Segment Open
// SPDX-License-Identifier: MIT OR Apache-2.0
//! End-to-end turn scenarios against scripted services: evidence-only
//! answers, commercial addons, guardrail rewrites, itinerary routing, and
//! packing-gap vision turns.

use async_trait::async_trait;
use serde_json::json;
use std::sync::atomic::{AtomicU32, Ordering};
use std::sync::{Arc, Mutex};
use voy_agent::{run_turn, AgentState, Services};
use voy_client::CallContext;
use voy_contract::agent::TurnRequest;
use voy_contract::audio::{SttRequest, SttResponse, TtsRequest, TtsResponse};
use voy_contract::evidence::{EvidenceRequest, EvidenceResponse};
use voy_contract::graph::{GraphRequest, GraphResponse};
use voy_contract::products::{ProductRequest, ProductResponse};
use voy_contract::vision::{VisionRequest, VisionResponse};
use voy_contract::ContractRegistry;
use voy_error::VoyError;
use voy_guardrails::SAFE_FALLBACK;
use voy_memory::MemoryStore;
use voy_telemetry::NoopTracer;

/// Scripted downstream services, configured per scenario.
#[derive(Default)]
struct Scripted {
    evidence: Option<serde_json::Value>,
    products: Option<serde_json::Value>,
    graph: Option<serde_json::Value>,
    vision: Option<serde_json::Value>,
    graph_calls: AtomicU32,
    product_requests: Mutex<Vec<String>>,
}

#[async_trait]
impl Services for Scripted {
    async fn retrieve_travel_evidence(
        &self,
        _request: &EvidenceRequest,
        _ctx: &CallContext,
    ) -> Result<EvidenceResponse, VoyError> {
        match &self.evidence {
            Some(v) => Ok(serde_json::from_value(v.clone()).expect("evidence fixture")),
            None => Err(VoyError::upstream("evidence down")),
        }
    }

    async fn retrieve_product_candidates(
        &self,
        request: &ProductRequest,
        _ctx: &CallContext,
    ) -> Result<ProductResponse, VoyError> {
        self.product_requests
            .lock()
            .unwrap()
            .push(request.query_signature.clone());
        match &self.products {
            Some(v) => Ok(serde_json::from_value(v.clone()).expect("products fixture")),
            None => Err(VoyError::upstream("products down")),
        }
    }

    async fn retrieve_travel_graph(
        &self,
        _request: &GraphRequest,
        _ctx: &CallContext,
    ) -> Result<GraphResponse, VoyError> {
        self.graph_calls.fetch_add(1, Ordering::SeqCst);
        match &self.graph {
            Some(v) => Ok(serde_json::from_value(v.clone()).expect("graph fixture")),
            None => Err(VoyError::upstream("graph down")),
        }
    }

    async fn analyze_image(
        &self,
        _request: &VisionRequest,
        _ctx: &CallContext,
    ) -> Result<VisionResponse, VoyError> {
        match &self.vision {
            Some(v) => Ok(serde_json::from_value(v.clone()).expect("vision fixture")),
            None => Err(VoyError::upstream("vision down")),
        }
    }

    async fn transcribe(
        &self,
        _request: &SttRequest,
        _ctx: &CallContext,
    ) -> Result<SttResponse, VoyError> {
        Err(VoyError::upstream("stt down"))
    }

    async fn synthesize(
        &self,
        _request: &TtsRequest,
        _ctx: &CallContext,
    ) -> Result<TtsResponse, VoyError> {
        Err(VoyError::upstream("tts down"))
    }
}

fn agent(services: Scripted) -> (AgentState, Arc<Scripted>) {
    let services = Arc::new(services);
    let state = AgentState {
        services: services.clone(),
        memory: MemoryStore::new(),
        tracer: Arc::new(NoopTracer),
        registry: Arc::new(ContractRegistry::new()),
    };
    (state, services)
}

fn one_card_evidence() -> serde_json::Value {
    json!({
        "x_contract_version": "1.0",
        "request": {"user_query": "dicas"},
        "evidence": [{
            "card_id": "evid_001_tips",
            "summary": "Best times to visit are early morning.",
            "signals": ["timing"],
            "places": ["Orlando"],
            "categories": ["tips"],
            "primary_category": "tips",
            "confidence": 0.9,
            "source_url": "https://example.com/tips",
        }],
    })
}

fn no_candidates() -> serde_json::Value {
    json!({
        "x_contract_version": "1.0",
        "request": {"query_signature": "s"},
        "candidates": [],
    })
}

// Scenario 1: evidence-only text turn.
#[tokio::test]
async fn evidence_only_text_turn() {
    let (state, _) = agent(Scripted {
        evidence: Some(one_card_evidence()),
        products: Some(no_candidates()),
        ..Default::default()
    });
    let mut turn = TurnRequest::text("dicas para evitar filas no Magic Kingdom");
    turn.destination = Some("Orlando".into());

    let (response, _) = run_turn(&state, turn).await.unwrap();
    assert!(response
        .answer_text
        .contains("Best times to visit are early morning."));
    assert_eq!(response.citations, ["https://example.com/tips"]);
    assert!(response.addon.is_none());
}

// Scenario 2: commercial intent triggers the addon.
#[tokio::test]
async fn commercial_intent_triggers_addon() {
    let (state, _) = agent(Scripted {
        evidence: Some(one_card_evidence()),
        products: Some(json!({
            "x_contract_version": "1.0",
            "request": {"query_signature": "s"},
            "candidates": [{
                "product_id": "p1",
                "summary": "Ticket pack for Magic Kingdom with skip-the-line entry",
                "merchant": "m",
                "link": "https://example.com/tickets",
                "categories": ["tickets"],
                "confidence": 0.9,
            }],
        })),
        ..Default::default()
    });
    let mut turn = TurnRequest::text("quero comprar ingresso Magic Kingdom");
    turn.destination = Some("Orlando".into());

    let (response, _) = run_turn(&state, turn).await.unwrap();
    let addon = response.addon.expect("addon expected");
    assert_eq!(addon.product_id, "p1");
    assert_eq!(addon.link, "https://example.com/tickets");
    assert_eq!(addon.merchant, "m");
}

// Scenario 3: guardrail removes unsourced factual claims. The factual text
// arrives through the vision verdict while every citation-bearing branch is
// down, so the assembled answer has claims and zero citations.
#[tokio::test]
async fn guardrail_removes_unsourced_claims() {
    let (state, _) = agent(Scripted {
        vision: Some(json!({
            "x_contract_version": "1.0",
            "request": {"image_ref": "data:image/jpeg;base64,abc", "mode": "packing"},
            "signals": {
                "mode": "packing",
                "confidence": 0.8,
                "suitability_ok": false,
                "suitability_issue": "You must wear warmer layers, that is the park rule.",
            },
        })),
        ..Default::default()
    });
    let mut turn = TurnRequest::text("Is this outfit okay for Disney?");
    turn.image_ref = Some("data:image/jpeg;base64,abc".into());

    let (response, _) = run_turn(&state, turn).await.unwrap();
    assert_eq!(response.answer_text, SAFE_FALLBACK);
    assert!(response.citations.is_empty());
}

// A missing knowledge branch with no other signal yields the fixed
// empty-result sentence, untouched by guardrails.
#[tokio::test]
async fn all_branches_down_yields_empty_result_sentence() {
    let (state, _) = agent(Scripted::default());
    let (response, _) = run_turn(&state, TurnRequest::text("when to go to Disney"))
        .await
        .unwrap();
    assert!(response.citations.is_empty());
    assert_ne!(response.answer_text, SAFE_FALLBACK);
    assert_eq!(response.answer_text, "No travel evidence found for your query.");
}

// Scenario 4: itinerary keyword routes to the graph exactly once.
#[tokio::test]
async fn itinerary_routes_to_graph_once() {
    let (state, services) = agent(Scripted {
        evidence: Some(one_card_evidence()),
        products: Some(no_candidates()),
        graph: Some(json!({
            "x_contract_version": "1.0",
            "request": {"user_query": "itinerary"},
            "subgraph": {
                "nodes": [
                    {"id": "it1", "type": "itinerary", "name": "Orlando 3 dias"},
                    {"id": "day1", "type": "dayplan", "name": "Day 1"},
                    {"id": "poi_a", "type": "poi", "name": "Magic Kingdom"},
                ],
                "edges": [
                    {
                        "source": "it1", "type": "HAS_DAY", "target": "day1",
                        "evidence": {
                            "videoUrl": "https://youtube.com/watch?v=x",
                            "timestampUrl": "https://youtube.com/watch?v=x&t=60",
                            "startSec": 60, "endSec": 120,
                        },
                    },
                    {
                        "source": "day1", "type": "INCLUDES_POI", "target": "poi_a",
                        "evidence": {
                            "videoUrl": "https://youtube.com/watch?v=x",
                            "timestampUrl": "https://youtube.com/watch?v=x&t=120",
                            "startSec": 120, "endSec": 180,
                        },
                    },
                ],
            },
            "paths": [{
                "path_id": "it1",
                "label": "Day 1",
                "nodes": ["day1", "poi_a"],
                "edges": ["HAS_DAY", "INCLUDES_POI"],
                "evidence": [{
                    "videoUrl": "https://youtube.com/watch?v=x",
                    "timestampUrl": "https://youtube.com/watch?v=x&t=120",
                    "startSec": 120, "endSec": 180,
                }],
            }],
        })),
        ..Default::default()
    });

    let (response, _) = run_turn(
        &state,
        TurnRequest::text("suggest a 3-day itinerary for Orlando"),
    )
    .await
    .unwrap();

    assert_eq!(services.graph_calls.load(Ordering::SeqCst), 1);
    assert!(response.answer_text.contains("Day 1:"));
    assert!(response.citations.iter().any(|c| c.contains("&t=")));
}

// Scenario 6: packing-mode vision with an outfit gap.
#[tokio::test]
async fn packing_gap_turn_populates_addon_and_verdict() {
    let (state, services) = agent(Scripted {
        evidence: Some(one_card_evidence()),
        products: Some(json!({
            "x_contract_version": "1.0",
            "request": {"query_signature": "s"},
            "candidates": [{
                "product_id": "p_jacket",
                "summary": "Packable cold-weather layer for park days",
                "merchant": "outdoor.example",
                "link": "https://example.com/jacket",
                "categories": ["gear"],
                "confidence": 0.85,
            }],
        })),
        vision: Some(json!({
            "x_contract_version": "1.0",
            "request": {"image_ref": "data:image/jpeg;base64,abc", "mode": "packing"},
            "signals": {
                "mode": "packing",
                "confidence": 0.85,
                "suitability_ok": false,
                "suitability_issue": "Too light for Disney in winter.",
                "detected_items": ["light_top", "long_pants"],
                "suggested_categories_for_products": ["insulated_jacket", "warm_top"],
            },
        })),
        ..Default::default()
    });

    let mut turn = TurnRequest::text("Is this outfit okay for Disney in winter?");
    turn.destination = Some("Orlando".into());
    turn.lang = Some("en".into());
    turn.image_ref = Some("data:image/jpeg;base64,abc".into());
    turn.trip_context = Some(json!({"destination": "Orlando", "temp_band": "cold"}));

    let (response, _) = run_turn(&state, turn).await.unwrap();

    assert!(response.answer_text.starts_with("This outfit may not be ideal"));
    assert!(response.answer_text.contains("Too light"));
    assert!(response.answer_text.contains("insulated_jacket"));

    let signatures = services.product_requests.lock().unwrap();
    assert!(signatures[0].starts_with("Orlando:insulated_jacket:en"));

    let addon = response.addon.expect("gap addon expected");
    assert_eq!(addon.product_id, "p_jacket");
}

// Version echo: every healthy branch response already asserted "1.0" at
// deserialization; the assembled response itself revalidates.
#[tokio::test]
async fn assembled_response_revalidates_against_contract() {
    let (state, _) = agent(Scripted {
        evidence: Some(one_card_evidence()),
        products: Some(no_candidates()),
        ..Default::default()
    });
    let (response, _) = run_turn(&state, TurnRequest::text("dicas"))
        .await
        .unwrap();
    let registry = ContractRegistry::new();
    registry
        .validate(&serde_json::to_value(&response).unwrap(), "assembled_response")
        .unwrap();
}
Segment Closed
Please report every line in the entries above that holds the string "confidence".

ANSWER BELOW:
            "confidence": 0.9,
                "confidence": 0.9,
                "confidence": 0.8,
                "confidence": 0.85,
                "confidence": 0.85,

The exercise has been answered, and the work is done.